Kemiskinan Kata-kata
Ketika berhadapan dengan sebuah sistem yang super organic (diwariskan secara turun-temurun) dan rigid (kaku), kecenderungan untuk bungkam merupakan pilihan yang dianggap wajar oleh manusia zaman ini. Tidak mengherankan jika masyarakat banyak mengeluh tentang profesionalisme, akuntabilitas, dan kualitas moral wakil-wakilnya baik di tingkat daerah maupun di pusat. Sorotan utama bahwa para pemimpin ternyata gugup dan gagap di hadapan sistem dan tradisi tertentu telah menjadi sebuah ramalan yang hampir pasti terlaksana. Bahkan di kancah agama pun demikian ketika doa dianggap hanya sebagai pendarasan kata-kata secara berkala tanpa ada upaya untuk menghayati makna. Selain itu, kita saksikan kenyataan adanya situasi keterbatasan masyarakat kecil untuk berkata-kata. Kaum pekerja wanita di manca negara yang diperkosa dan dianiaya, para petani yang dihimpit kebijakan impor beras, perdagangan wanita dan anak-anak, dan rintihan pedagang kaki lima yang dihimpit kenaikan harga sembako, merupakan contoh dari sekian banyak potret buram bangsa Indonesia. Kebangsaan kita akhirnya lebih cocok disematkan predikat ‘komunitas politik terbayang’ sebagaimana oleh Benedict Anderson. Orang lalu lebih cenderung untuk memojokkan diri lewat perbuatan yang tidak terhormat dan mengubur diri dalam kebanggaan masa lampau atau masa depan sebagai orang hebat ‘palsu’.

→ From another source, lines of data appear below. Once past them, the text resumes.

//! Hashing and node keys.

use ed25519_dalek::SigningKey;
use serde::{Deserialize, Serialize};
use std::fmt;

/// A 32-byte Blake3 digest. Object ids and bundle hashes are built on it.
#[derive(Clone, Copy, PartialEq, Eq, Hash, Serialize, Deserialize)]
pub struct Blake3Hash(pub [u8; 32]);

impl Blake3Hash {
    pub fn hash(data: &[u8]) -> Self {
        Self(*blake3::hash(data).as_bytes())
    }

    pub fn to_hex(&self) -> String {
        hex::encode(self.0)
    }
}

impl fmt::Debug for Blake3Hash {
    fn fmt(&self, f: &mut fmt::Formatter<'_>) -> fmt::Result {
        write!(f, "Blake3({})", &self.to_hex()[..16])
    }
}

/// A 32-byte Ed25519 public key.
#[derive(Clone, Copy, PartialEq, Eq, Hash, Serialize, Deserialize)]
pub struct Ed25519PublicKey(pub [u8; 32]);

impl fmt::Debug for Ed25519PublicKey {
    fn fmt(&self, f: &mut fmt::Formatter<'_>) -> fmt::Result {
        write!(f, "Ed25519Pub({})", &hex::encode(self.0)[..16])
    }
}

/// Node authentication keypair.
///
/// Transports that support node authentication sign requests with it; the
/// REST transport does not and ignores it with an error log.
#[derive(Clone)]
pub struct Keypair {
    signing_key: SigningKey,
}

impl Keypair {
    pub fn generate() -> Self {
        Self {
            signing_key: SigningKey::generate(&mut rand::thread_rng()),
        }
    }

    pub fn from_seed(seed: &[u8; 32]) -> Self {
        Self {
            signing_key: SigningKey::from_bytes(seed),
        }
    }

    pub fn public_key(&self) -> Ed25519PublicKey {
        Ed25519PublicKey(self.signing_key.verifying_key().to_bytes())
    }
}

// Never print the secret half
impl fmt::Debug for Keypair {
    fn fmt(&self, f: &mut fmt::Formatter<'_>) -> fmt::Result {
        write!(f, "Keypair({:?})", self.public_key())
    }
}
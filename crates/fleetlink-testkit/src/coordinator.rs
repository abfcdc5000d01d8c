//! In-memory coordinator.
//!
//! Implements [`Transport`] by answering fleet requests from in-process
//! state, so real [`FleetClient`](fleetlink::FleetClient)s can be driven
//! end to end without a network. Every request is counted, and faults can be
//! injected per path or per object.

use std::collections::{HashMap, HashSet, VecDeque};
use std::sync::{Arc, Mutex, MutexGuard};

use async_trait::async_trait;
use bytes::Bytes;

use fleetlink_core::{
    inflate_message, Bundle, FrozenObjects, Message, MessageEnvelope, NodeId, ObjectId,
    ObjectTree, Run, RunId,
};
use fleetlink_sync::messages::{
    paths, ConfirmMessageReceivedRequest, ConfirmMessageReceivedResponse, CreateNodeRequest,
    CreateNodeResponse, DeleteNodeRequest, DeleteNodeResponse, GetBundleRequest,
    GetBundleResponse, GetRunRequest, GetRunResponse, MissingObjects, PullMessagesRequest,
    PullMessagesResponse, PullObjectRequest, PullObjectResponse, PushMessagesRequest,
    PushMessagesResponse, PushObjectRequest, PushObjectResponse, PushResult,
    SendNodeHeartbeatRequest, SendNodeHeartbeatResponse,
};
use fleetlink_sync::{decode, encode, SyncError, Transport, TransportResponse};

/// A message waiting in a node's queue.
#[derive(Debug, Clone)]
struct Pending {
    envelope: MessageEnvelope,
    tree: ObjectTree,
}

#[derive(Debug, Default)]
struct State {
    next_node_id: u64,
    /// Registered nodes and the heartbeats each has sent.
    nodes: HashMap<NodeId, usize>,
    rejected_nodes: HashSet<NodeId>,
    queues: HashMap<NodeId, VecDeque<Pending>>,
    /// Messages pushed by nodes that were not routed to another node.
    inbox: Vec<Pending>,
    objects: HashMap<ObjectId, Bytes>,
    /// Announced in a pushed tree, not uploaded yet.
    announced: HashSet<ObjectId>,
    confirmations: Vec<ObjectId>,
    runs: HashMap<RunId, Run>,
    bundles: HashMap<String, Bundle>,

    requests: HashMap<String, usize>,
    object_pulls: HashMap<ObjectId, usize>,
    object_pushes: HashMap<ObjectId, usize>,

    unreachable: bool,
    failing_paths: HashSet<String>,
    failing_stores: HashSet<ObjectId>,
    decline_code: u32,
    content_type: Option<Option<String>>,
}

/// A coordinator living in memory.
#[derive(Debug)]
pub struct MemoryCoordinator {
    state: Mutex<State>,
}

impl MemoryCoordinator {
    /// Create a coordinator. Node ids are assigned from 1.
    pub fn new() -> Arc<Self> {
        Arc::new(Self {
            state: Mutex::new(State {
                next_node_id: 1,
                ..Default::default()
            }),
        })
    }

    fn state(&self) -> MutexGuard<'_, State> {
        // A panicking test thread must not hide the state from the others
        self.state.lock().unwrap_or_else(|poisoned| poisoned.into_inner())
    }

    // ─────────────────────────────────────────────────────────────────────────
    // Setup
    // ─────────────────────────────────────────────────────────────────────────

    /// Assign `node` to the next registering node, then count up from it.
    pub fn set_next_node_id(&self, node: u64) {
        self.state().next_node_id = node;
    }

    pub fn insert_run(&self, run: Run) {
        self.state().runs.insert(run.run_id, run);
    }

    pub fn insert_bundle(&self, bundle: Bundle) {
        self.state().bundles.insert(bundle.hash.clone(), bundle);
    }

    /// Queue `message` for its destination node, storing its objects.
    pub fn enqueue(&self, message: &Message) -> ObjectId {
        self.enqueue_to(message.metadata.dst_node_id, message)
    }

    /// Queue `message` for `node` regardless of its destination.
    pub fn enqueue_to(&self, node: NodeId, message: &Message) -> ObjectId {
        let (tree, objects) = FrozenObjects::freeze(message).into_parts();
        let message_id = tree.object_id;

        let mut state = self.state();
        state.objects.extend(objects);
        state.queues.entry(node).or_default().push_back(Pending {
            envelope: message.envelope(message_id),
            tree,
        });
        message_id
    }

    // ─────────────────────────────────────────────────────────────────────────
    // Fault injection
    // ─────────────────────────────────────────────────────────────────────────

    /// Fail every request at the transport level.
    pub fn set_unreachable(&self, unreachable: bool) {
        self.state().unreachable = unreachable;
    }

    /// Answer requests to `path` with status 500.
    pub fn fail_path(&self, path: &str) {
        self.state().failing_paths.insert(path.to_string());
    }

    /// Refuse uploads of `object_id`.
    pub fn fail_store(&self, object_id: ObjectId) {
        self.state().failing_stores.insert(object_id);
    }

    /// Decline pushed messages with result `code`; zero accepts them again.
    pub fn decline_messages(&self, code: u32) {
        self.state().decline_code = code;
    }

    /// Answer heartbeats from `node` with `success: false`.
    pub fn reject_heartbeats(&self, node: NodeId) {
        self.state().rejected_nodes.insert(node);
    }

    /// Label every response with `content_type` instead of CBOR.
    pub fn set_content_type(&self, content_type: Option<&str>) {
        self.state().content_type = Some(content_type.map(str::to_string));
    }

    /// Forget a stored object.
    pub fn remove_object(&self, object_id: &ObjectId) {
        self.state().objects.remove(object_id);
    }

    /// Replace a stored object's bytes.
    pub fn corrupt_object(&self, object_id: &ObjectId) {
        self.state()
            .objects
            .insert(*object_id, Bytes::from_static(b"corrupted object"));
    }

    // ─────────────────────────────────────────────────────────────────────────
    // Inspection
    // ─────────────────────────────────────────────────────────────────────────

    pub fn is_registered(&self, node: NodeId) -> bool {
        self.state().nodes.contains_key(&node)
    }

    pub fn heartbeats(&self, node: NodeId) -> usize {
        self.state().nodes.get(&node).copied().unwrap_or(0)
    }

    /// Requests posted to `path`, failed ones included.
    pub fn requests(&self, path: &str) -> usize {
        self.state().requests.get(path).copied().unwrap_or(0)
    }

    pub fn object_pulls(&self, object_id: &ObjectId) -> usize {
        self.state().object_pulls.get(object_id).copied().unwrap_or(0)
    }

    pub fn object_pushes(&self, object_id: &ObjectId) -> usize {
        self.state().object_pushes.get(object_id).copied().unwrap_or(0)
    }

    pub fn total_object_pulls(&self) -> usize {
        self.state().object_pulls.values().sum()
    }

    pub fn total_object_pushes(&self) -> usize {
        self.state().object_pushes.values().sum()
    }

    pub fn confirmations(&self) -> Vec<ObjectId> {
        self.state().confirmations.clone()
    }

    pub fn has_object(&self, object_id: &ObjectId) -> bool {
        self.state().objects.contains_key(object_id)
    }

    /// Messages pushed by nodes to the coordinator whose objects are all
    /// stored, reassembled.
    pub fn received_messages(&self) -> Vec<Message> {
        let state = self.state();
        state
            .inbox
            .iter()
            .filter_map(|pending| inflate_message(&pending.tree.object_id, &state.objects).ok())
            .collect()
    }

    /// Messages still queued for `node`.
    pub fn queued(&self, node: NodeId) -> usize {
        self.state().queues.get(&node).map(VecDeque::len).unwrap_or(0)
    }

    // ─────────────────────────────────────────────────────────────────────────
    // Handlers
    // ─────────────────────────────────────────────────────────────────────────

    fn create_node(&self, request: CreateNodeRequest) -> CreateNodeResponse {
        let mut state = self.state();
        let node = NodeId(state.next_node_id);
        state.next_node_id += 1;
        state.nodes.insert(node, 0);
        tracing::debug!(node_id = %node, interval = request.heartbeat_interval, "node created");
        CreateNodeResponse { node }
    }

    fn delete_node(&self, request: DeleteNodeRequest) -> DeleteNodeResponse {
        let mut state = self.state();
        state.nodes.remove(&request.node);
        state.queues.remove(&request.node);
        DeleteNodeResponse {}
    }

    fn heartbeat(&self, request: SendNodeHeartbeatRequest) -> SendNodeHeartbeatResponse {
        let mut state = self.state();
        if state.rejected_nodes.contains(&request.node) {
            return SendNodeHeartbeatResponse { success: false };
        }
        match state.nodes.get_mut(&request.node) {
            Some(beats) => {
                *beats += 1;
                SendNodeHeartbeatResponse { success: true }
            }
            None => SendNodeHeartbeatResponse { success: false },
        }
    }

    fn pull_messages(&self, request: PullMessagesRequest) -> PullMessagesResponse {
        let mut state = self.state();
        let next = state
            .queues
            .get_mut(&request.node)
            .and_then(VecDeque::pop_front);
        match next {
            Some(pending) => PullMessagesResponse {
                messages: vec![pending.envelope],
                message_object_trees: vec![pending.tree],
            },
            None => PullMessagesResponse::default(),
        }
    }

    fn push_messages(&self, request: PushMessagesRequest) -> PushMessagesResponse {
        let mut state = self.state();
        let mut response = PushMessagesResponse::default();

        for (envelope, tree) in request.messages.into_iter().zip(request.message_object_trees) {
            let message_id = tree.object_id;
            if state.decline_code != 0 {
                response.results.push(PushResult {
                    message_id,
                    code: state.decline_code,
                });
                continue;
            }
            let missing: Vec<ObjectId> = tree
                .unique_object_ids()
                .into_iter()
                .filter(|id| !state.objects.contains_key(id))
                .collect();
            state.announced.extend(missing.iter().copied());

            response.results.push(PushResult {
                message_id,
                code: 0,
            });
            response.objects_to_push.push(MissingObjects {
                message_id,
                object_ids: missing,
            });

            let dst = envelope.metadata.dst_node_id;
            let pending = Pending { envelope, tree };
            if dst != NodeId::COORDINATOR && state.nodes.contains_key(&dst) {
                state.queues.entry(dst).or_default().push_back(pending);
            } else {
                state.inbox.push(pending);
            }
        }
        response
    }

    fn pull_object(&self, request: PullObjectRequest) -> PullObjectResponse {
        let mut state = self.state();
        *state.object_pulls.entry(request.object_id).or_default() += 1;

        match state.objects.get(&request.object_id) {
            Some(content) => PullObjectResponse {
                object_found: true,
                object_available: true,
                object_content: content.clone(),
            },
            None => PullObjectResponse {
                object_found: state.announced.contains(&request.object_id),
                object_available: false,
                object_content: Bytes::new(),
            },
        }
    }

    fn push_object(&self, request: PushObjectRequest) -> PushObjectResponse {
        let mut state = self.state();
        *state.object_pushes.entry(request.object_id).or_default() += 1;

        if state.failing_stores.contains(&request.object_id)
            || !request.object_id.matches(&request.object_content)
        {
            return PushObjectResponse { stored: false };
        }
        state.announced.remove(&request.object_id);
        state.objects.insert(request.object_id, request.object_content);
        PushObjectResponse { stored: true }
    }

    fn confirm(&self, request: ConfirmMessageReceivedRequest) -> ConfirmMessageReceivedResponse {
        self.state().confirmations.push(request.message_object_id);
        ConfirmMessageReceivedResponse {}
    }

    fn get_run(&self, request: GetRunRequest) -> Option<GetRunResponse> {
        let run = self.state().runs.get(&request.run_id).cloned()?;
        Some(GetRunResponse { run })
    }

    fn get_bundle(&self, request: GetBundleRequest) -> Option<GetBundleResponse> {
        let bundle = self.state().bundles.get(&request.hash).cloned()?;
        Some(GetBundleResponse { bundle })
    }

    fn dispatch(&self, path: &str, body: &[u8]) -> fleetlink_sync::Result<Option<Bytes>> {
        let encoded = match path {
            paths::CREATE_NODE => encode(&self.create_node(decode(body)?))?,
            paths::DELETE_NODE => encode(&self.delete_node(decode(body)?))?,
            paths::SEND_NODE_HEARTBEAT => encode(&self.heartbeat(decode(body)?))?,
            paths::PULL_MESSAGES => encode(&self.pull_messages(decode(body)?))?,
            paths::PUSH_MESSAGES => encode(&self.push_messages(decode(body)?))?,
            paths::PULL_OBJECT => encode(&self.pull_object(decode(body)?))?,
            paths::PUSH_OBJECT => encode(&self.push_object(decode(body)?))?,
            paths::CONFIRM_MESSAGE_RECEIVED => encode(&self.confirm(decode(body)?))?,
            paths::GET_RUN => match self.get_run(decode(body)?) {
                Some(response) => encode(&response)?,
                None => return Ok(None),
            },
            paths::GET_BUNDLE => match self.get_bundle(decode(body)?) {
                Some(response) => encode(&response)?,
                None => return Ok(None),
            },
            _ => return Ok(None),
        };
        Ok(Some(encoded))
    }
}

#[async_trait]
impl Transport for MemoryCoordinator {
    async fn post(&self, path: &str, body: Bytes) -> fleetlink_sync::Result<TransportResponse> {
        let content_type = {
            let mut state = self.state();
            *state.requests.entry(path.to_string()).or_default() += 1;
            if state.unreachable {
                return Err(SyncError::TransportError("coordinator unreachable".into()));
            }
            if state.failing_paths.contains(path) {
                return Ok(TransportResponse::status(500));
            }
            state.content_type.clone()
        };

        let mut response = match self.dispatch(path, &body) {
            Ok(Some(encoded)) => TransportResponse::ok(encoded),
            Ok(None) => TransportResponse::status(404),
            Err(e) => {
                tracing::warn!(path, error = %e, "bad request");
                TransportResponse::status(400)
            }
        };
        if let Some(content_type) = content_type {
            response.content_type = content_type;
        }
        Ok(response)
    }
}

Kata-kata Menunjukkan Fakta
“Jika saya mengatakan setiap orang mengatakan demikian, artinya saya mengatakan demikian juga,” demikian Ed Howe mencoba menghantar kita khususnya para pemimpin zaman ini untuk semakin cerdas baik dalam berkata-kata maupun bertindak agar tidak menimbulkan kesenjangan dalam berbagai segi kehidupan perpolitikan bangsa ini. Adanya anggapan bahwa pohon yang tinggi di Indonesia bukan cuma terkena angin yang paling besar tetapi juga pohon yang harus dikapak, tidak menjadi sebuah alasan bagi kita untuk takut mengusahakan kebangsaan kita yang taktis dalam berkata-kata terlebih dalam jangkauan ruang manca negara. Menjadikan Indonesia sebagai sebuah negara yang sanggup berkata-kata dan bertindak sekaligus mengandaikan adanya kerja ekstra baik dari pemimpin maupun dari rakyat sendiri. Oleh karena itu, perlu adanya revitalisasi terhadap budaya berpikir kita yang senantiasa menjaga kemapanan konsep bahwa kata-kata menunjukkan kualitas kepribadian seseorang atau sekelompok orang. Di samping itu, hal mendasar lain yakni merosotnya kualitas dunia pendidikan di mana teori dan kuliah mimbar lebih diutamakan dibandingkan dengan praktek nyata selaras ilmu. Kurikulum Berbasis Kompetensi sering berujung mandul ketika berhadapan dengan kondisi sekolah atau universitas yang minim sarana dan prasarana yang menunjang peningkatan kualitas KBM. Hasilnya jelas, para pelajar dan mahasiswa begitu cerdas dalam berteori menggunakan kata yang muluk-muluk namun kelihatan jelas rasa keterkejutannya (cultural shock) ketika berhadapan dengan kompleksitas kenyataan yang sama sekali baru. Akhirnya saya mengajak semua saja, jika kita tidak mampu melakukan sesuatu yang berharga untuk dicatat, tulislah sesuatu yang berharga untuk dibaca. Dan jika kita menulis, “kita sedang memburu arti…,” Chairil Anwar menambahkan.